O autarca de Anadia destacou ainda que outra escola (Amoreira da Gândara) foi requalificada e que será inaugurada no próximo dia 7 de Outubro, às 17h. A infra-estrutura, que designou de low-cost, “obedece a todas as normas regulamentares, porém desde a construção aos equipamentos, foi tudo feito a pensar num investimento que não traga dificuldade de sustentabilidade no futuro”. E, dando a conhecer algumas das suas preocupações, deixaria alguns “recados” ao Governo de Pedro Passos Coelho, no que diz respeito a nomeações de pessoas para organismos públicos (exemplo – DREC’s, que vão ser extintas pela tutela) e às Actividades Extra-Curriculares (lamentando que às Câmaras não seja permitido fazer contratações com a mesma facilidade das empresas ou associações, considerando os impedimentos resultantes de uma Lei discriminatória no que à contratação diz respeito).
Não esquecendo o ensino privado, Litério Marques alertou o ministro sobre o período de incerteza em que se encontram mergulhados os estabelecimentos de Ensino Privado. “São escolas que, ao longo dos anos, obtiveram grandes sucessos. Não gostaria de as ver encerrar pois fazem parte da economia do concelho e da região. Numa só palavra, ajude-as a vencer a crise”, disse.

Ensino de qualidade. Nuno Crato mostrou-se bastante agradado com a visita realizada a este novo equipamento escolar. “Portugal gostaria de ter muitas escolas como esta. Este Centro Escolar é um exemplo”, disse, salientando também que só equipamentos como este possibilitam juntar alunos provenientes de vários estabelecimentos de ensino mais pequenos e proporcionar uma aprendizagem de qualidade.
“Este ano fechamos 300 escolas. Os alunos passaram para Centros Escolares deste tipo”, dando conta de que este modelo de reorganização é para seguir.
“Esta é uma escola onde se vão divertir muito e trabalhar bastante”, disse aos mais de 250 alunos, dando conta de que a exigência e a qualidade no ensino têm de andar lado a lado.
“Os alunos têm de trabalhar, respeitar e apoiar os professores”, referiu, pedindo ainda aos pais e encarregados de educação presentes para que saibam também apoiar os docentes: “apoiem os professores dos vossos filhos na exigência . É preciso disciplina e bom ambiente de trabalho.”
O ministro da Educação diria ainda que, num momento difícil como aquele que o país atravessa, “temos de poupar em tudo” e também ter cuidado com as escolas que construímos, ou seja, é necessário estar atento às necessidades e ao tipo de escolas que se constrói.

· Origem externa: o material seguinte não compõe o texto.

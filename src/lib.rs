//! vcheck compares the version declared in each locally checked-out package
//! against the version published on its GitHub default branch.

pub mod app;
pub mod cli;
pub mod config;
pub mod logging;
pub mod version;
pub mod workspace;
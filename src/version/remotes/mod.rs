//! Remote source implementations

pub mod github;

pub use github::GitHubContents;
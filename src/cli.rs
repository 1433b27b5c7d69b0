//! Command line surface: argument parsing, usage text, and fatal error rendering

use std::ffi::OsString;

use clap::{ArgAction, CommandFactory, FromArgMatches, Parser};
use colored::Colorize;

use crate::config::{
    DEFAULT_API_URL, DEFAULT_BRANCH, DEFAULT_OWNER, DEFAULT_SRC_DIR, DEFAULT_VERSION_FILE,
};
use crate::version::error::CheckError;

/// Long-form usage printed after every fatal error
pub const USAGE: &str = r#"
Example Usage:
	$ export SG_GITHUB_TOKEN="[:token]"
	$ vcheck
	or
	$ SG_GITHUB_TOKEN="[:token]" vcheck

vcheck defaults to look in the current directory for src/. However,
you can explicitly set where vcheck should look. Examples:
	$ cd /path/to/project; vcheck
	$ vcheck /path/to/project/src
	$ vcheck --src=/path/to/project/src

Environment Variable
vcheck uses a Personal GitHub Access Token to make http requests to GitHub.
See https://docs.github.com/en/rest/authentication for access tokens.

You can set the environment variable by exporting it or setting it when calling
vcheck as shown in the example usage.
"#;

#[derive(Debug, Parser)]
#[command(name = "vcheck")]
#[command(
    version,
    about = "Compare local SendGrid package versions with GitHub",
    after_help = USAGE
)]
pub struct Cli {
    /// Source root containing github.com/<owner>/
    #[arg(value_name = "PATH")]
    pub path: Option<String>,

    /// Source root; overrides a positional PATH given after it
    #[arg(long = "src", value_name = "PATH")]
    pub src: Option<String>,

    /// GitHub organization owning the packages
    #[arg(long, default_value = DEFAULT_OWNER)]
    pub owner: String,

    /// File holding the version declaration in each package
    #[arg(long, default_value = DEFAULT_VERSION_FILE)]
    pub file: String,

    /// Branch to read the remote version from
    #[arg(long, default_value = DEFAULT_BRANCH)]
    pub branch: String,

    /// GitHub API base URL
    #[arg(long, default_value = DEFAULT_API_URL)]
    pub api_url: String,

    /// Per-request timeout in seconds (no timeout when omitted)
    #[arg(long, value_name = "SECS")]
    pub timeout: Option<u64>,

    /// Maximum number of packages checked concurrently (unbounded when omitted)
    #[arg(long, value_name = "N")]
    pub jobs: Option<usize>,

    /// Increase log verbosity (-v debug, -vv trace)
    #[arg(short, long, action = ArgAction::Count)]
    pub verbose: u8,
}

impl Cli {
    /// Parses the process arguments, accepting the legacy single-dash `-src` form.
    pub fn parse_args() -> Self {
        Self::parse_from_args(std::env::args_os())
    }

    /// Parses `args`, exiting with clap's message on invalid input.
    ///
    /// When both a positional PATH and `--src` are given, whichever comes
    /// first wins.
    pub fn parse_from_args<I>(args: I) -> Self
    where
        I: IntoIterator<Item = OsString>,
    {
        let matches = Self::command().get_matches_from(normalize_args(args));
        let mut cli = Self::from_arg_matches(&matches).unwrap_or_else(|e| e.exit());

        if let (Some(path_index), Some(src_index)) =
            (matches.index_of("path"), matches.index_of("src"))
        {
            if path_index < src_index {
                cli.src = None;
            }
        }

        cli
    }

    /// Root directory to scan: `--src`, then the positional path, then the default.
    pub fn src_dir(&self) -> &str {
        self.src
            .as_deref()
            .or(self.path.as_deref())
            .unwrap_or(DEFAULT_SRC_DIR)
    }
}

/// Rewrites `-src` and `-src=<path>` into their `--src` equivalents.
pub fn normalize_args<I>(args: I) -> Vec<OsString>
where
    I: IntoIterator<Item = OsString>,
{
    args.into_iter()
        .map(|arg| match arg.to_str() {
            Some("-src") => OsString::from("--src"),
            Some(s) if s.starts_with("-src=") => OsString::from(format!("-{s}")),
            _ => arg,
        })
        .collect()
}

/// Renders a fatal error as a bold red line followed by the usage block.
pub fn fatal_message(message: &str) -> String {
    format!("\n{}\n{USAGE}", message.red().bold())
}

/// Exit status and console output for a finished run
pub fn outcome(result: &Result<(), CheckError>) -> (u8, Option<String>) {
    match result {
        Ok(()) => (0, None),
        Err(e) => (1, Some(fatal_message(&e.to_string()))),
    }
}
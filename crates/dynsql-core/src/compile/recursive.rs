use crate::{
    compile::{Compiler, Tail, count_columns, query_scope, statement},
    condition::and_fragments,
    error::QueryError,
    graph::{AliasCounter, ModelContext, PlainResolver, render_select_list, soft_delete_condition},
    model::{BasicField, FieldKind},
    query::{Direction, QueryRequest, RecursiveRequest},
    statement::{ParamBag, Statement, StatementKind},
};
use std::collections::BTreeSet;

/// Name of the recursive CTE; the outer query reads it as its root table.
const CTE_ALIAS: &str = "t0";

/// Row alias inside the CTE branches.
const ROW_ALIAS: &str = "t";

/// Parameter namespace of the anchor and step predicates.
const ANCHOR_PREFIX: &str = "r_t0";

impl Compiler<'_> {
    /// Tree query over a self-referencing model. Without an initial
    /// condition this is a plain query.
    pub fn compile_recursive(
        &self,
        model: &str,
        request: &RecursiveRequest,
    ) -> Result<Statement, QueryError> {
        self.instrument(StatementKind::Recursive, model, || {
            self.recursive(model, request, false)
        })
    }

    pub fn compile_recursive_count(
        &self,
        model: &str,
        request: &RecursiveRequest,
    ) -> Result<Statement, QueryError> {
        self.instrument(StatementKind::RecursiveCount, model, || {
            self.recursive(model, request, true)
        })
    }

    fn recursive(
        &self,
        model: &str,
        request: &RecursiveRequest,
        count: bool,
    ) -> Result<Statement, QueryError> {
        let query = &request.query;
        let kind = if count {
            StatementKind::RecursiveCount
        } else {
            StatementKind::Recursive
        };
        let ctx = self.catalog().context(model)?;
        let mut params = ParamBag::new();

        let init = match &request.init_condition {
            Some(init) => init.sql(
                &format!("{ANCHOR_PREFIX}1"),
                Some(&PlainResolver::new(ctx, true, Some(ROW_ALIAS))),
                self.dialect(),
                &mut params,
            )?,
            None => String::new(),
        };
        if init.is_empty() {
            tracing::debug!(model, "empty initial condition; compiling without recursion");
            let mut statement = if count {
                self.count(model, query.condition.as_ref(), &query.joins, query.ignore_logic_delete)?
            } else {
                self.query(model, query, kind)?
            };
            statement.kind = kind;
            return Ok(statement);
        }

        let cte = self.cte_sql(ctx, request, init, &mut params)?;

        let counter = AliasCounter::default();
        let scope = query_scope(query);
        let graph = self.graph(&counter, model, &scope)?;
        let tail = Tail {
            from: CTE_ALIAS.to_string(),
            condition: query.condition.as_ref(),
            root_predicate: false,
            group_by: Vec::new(),
            order_items: if count { &[] } else { query.order_items.as_slice() },
            page: if count { None } else { query.page },
        };

        if count {
            let sql = format!(
                "{cte} {}{}",
                self.count_select(),
                self.tail_sql(&graph, &tail, &mut params)?
            );
            return Ok(statement(kind, model, sql, params, count_columns()));
        }

        let nested = query.nested.unwrap_or(self.config.nested_select);
        let mut columns = graph.select_columns(nested);
        columns.extend(graph.custom_columns(&query.custom_select_fields, &mut params)?);
        let sql = format!(
            "{cte} SELECT {}{}",
            render_select_list(&columns, self.dialect()),
            self.tail_sql(&graph, &tail, &mut params)?
        );

        Ok(statement(kind, model, sql, params, columns))
    }

    /// `WITH RECURSIVE t0(cols) AS (anchor UNION ALL step)`.
    fn cte_sql(
        &self,
        ctx: ModelContext<'_>,
        request: &RecursiveRequest,
        init: String,
        params: &mut ParamBag,
    ) -> Result<String, QueryError> {
        let model = ctx.model;
        let dialect = self.dialect();
        let ignore_soft_delete = request.query.ignore_logic_delete;

        let keys = model.primary_key_fields()?;
        let parents = model.parent_id_fields()?;
        if keys.len() != parents.len() {
            return Err(QueryError::join_field(
                &model.name,
                parents.iter().map(|f| f.name.as_str()).collect::<Vec<_>>().join(","),
                "parent columns do not pair up with the primary key",
            ));
        }

        let columns = cte_columns(ctx, &keys, &parents, recursive_fields(&request.query).as_ref());
        let qualified = columns
            .iter()
            .map(|c| format!("{ROW_ALIAS}.{c}"))
            .collect::<Vec<_>>()
            .join(", ");
        let table = model.schema_and_table();

        let additional = match ctx.additional_condition(ignore_soft_delete) {
            Some(c) => c.sql(
                &format!("{ANCHOR_PREFIX}0"),
                Some(&PlainResolver::new(ctx, false, Some(ROW_ALIAS))),
                dialect,
                params,
            )?,
            None => String::new(),
        };
        let anchor_where = and_fragments(&[additional, init]);

        let mut step_on = String::new();
        if model.is_soft_delete() && !ignore_soft_delete {
            step_on = soft_delete_condition().sql(
                &format!("{ANCHOR_PREFIX}2"),
                Some(&PlainResolver::new(ctx, false, Some(ROW_ALIAS))),
                dialect,
                params,
            )?;
            step_on.push_str(" AND ");
        }
        step_on.push_str(&direction_predicate(request.direction, &keys, &parents));

        Ok(format!(
            "{} {CTE_ALIAS}({}) AS (SELECT {qualified} FROM {table} {ROW_ALIAS} WHERE {anchor_where} \
             UNION ALL SELECT {qualified} FROM {table} {ROW_ALIAS} JOIN {CTE_ALIAS} ON {step_on})",
            dialect.recursive_with(),
            columns.join(", "),
        ))
    }
}

/// Down pairs each row's parent columns with the CTE's keys; up pairs each
/// row's keys with the CTE's parent columns.
fn direction_predicate(direction: Direction, keys: &[&BasicField], parents: &[&BasicField]) -> String {
    keys.iter()
        .zip(parents)
        .map(|(key, parent)| match direction {
            Direction::Down => format!("{ROW_ALIAS}.{} = {CTE_ALIAS}.{}", parent.column, key.column),
            Direction::Up => format!("{ROW_ALIAS}.{} = {CTE_ALIAS}.{}", key.column, parent.column),
        })
        .collect::<Vec<_>>()
        .join(" AND ")
}

/// First path segments the outer query touches. `None` means every field.
fn recursive_fields(query: &QueryRequest) -> Option<BTreeSet<String>> {
    let select = query.select_fields.as_ref()?;
    let mut paths = select.clone();

    if let Some(condition) = &query.condition {
        paths.extend(condition.simple_fields());
        paths.extend(condition.exists_fields());
    }
    paths.extend(query.order_items.iter().filter_map(|o| o.field.clone()));
    paths.extend(query.joins.iter().map(|j| j.field_path.clone()));
    paths.extend(
        query
            .custom_select_fields
            .iter()
            .flat_map(|f| f.fields.iter().cloned()),
    );

    let heads = paths
        .iter()
        .filter_map(|p| p.split('.').next())
        .map(str::to_string)
        .collect::<BTreeSet<_>>();

    (!heads.contains("*")).then_some(heads)
}

/// Columns projected by both CTE branches, in model order: keys, parent
/// links, referenced permitted fields, and the local columns of referenced
/// to-one relationships.
fn cte_columns(
    ctx: ModelContext<'_>,
    keys: &[&BasicField],
    parents: &[&BasicField],
    wanted: Option<&BTreeSet<String>>,
) -> Vec<String> {
    let model = ctx.model;
    let is_wanted = |name: &str| wanted.is_none_or(|w| w.contains(name));
    let is_link = |name: &str| {
        keys.iter().chain(parents).any(|f| f.name == name)
            || model.fields.iter().any(|f| match &f.kind {
                FieldKind::ToOne(rel) => {
                    is_wanted(&f.name) && rel.join_fields.iter().any(|j| j == name)
                }
                _ => false,
            })
    };

    let mut columns = Vec::new();
    for field in &model.fields {
        match &field.kind {
            FieldKind::Basic(basic) => {
                if is_link(&field.name) || (is_wanted(&field.name) && ctx.is_permitted(&field.name)) {
                    columns.push(basic.column.clone());
                }
            }
            FieldKind::Group(group) => {
                if is_wanted(&field.name) && ctx.is_permitted(&field.name) {
                    columns.extend(group.fields.iter().map(|b| b.column.clone()));
                }
            }
            FieldKind::ToOne(_) | FieldKind::ToMany(_) => {}
        }
    }

    columns
}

Por outro lado, em resposta a uma crítica feita pelo autarca de Anadia quanto à nomeação de pessoas para organismos que vão ser extintos, adiantou que as pessoas convidadas para as Direcções Regionais de Educação são “pessoas que aceitaram o convite e que devem ser apoiadas já que ocupam lugares provisórios com a tarefa de simplificar a estrutura e tornar os contactos mais directos tendo em vista a desburocratização”.
O responsável pela pasta da Educação sublinhou ainda a existência de três prioridades no Ensino: dar mais autonomia às escolas; apostar no ensino profissional e aumentar o grau de exigência para que a escola funcione melhor.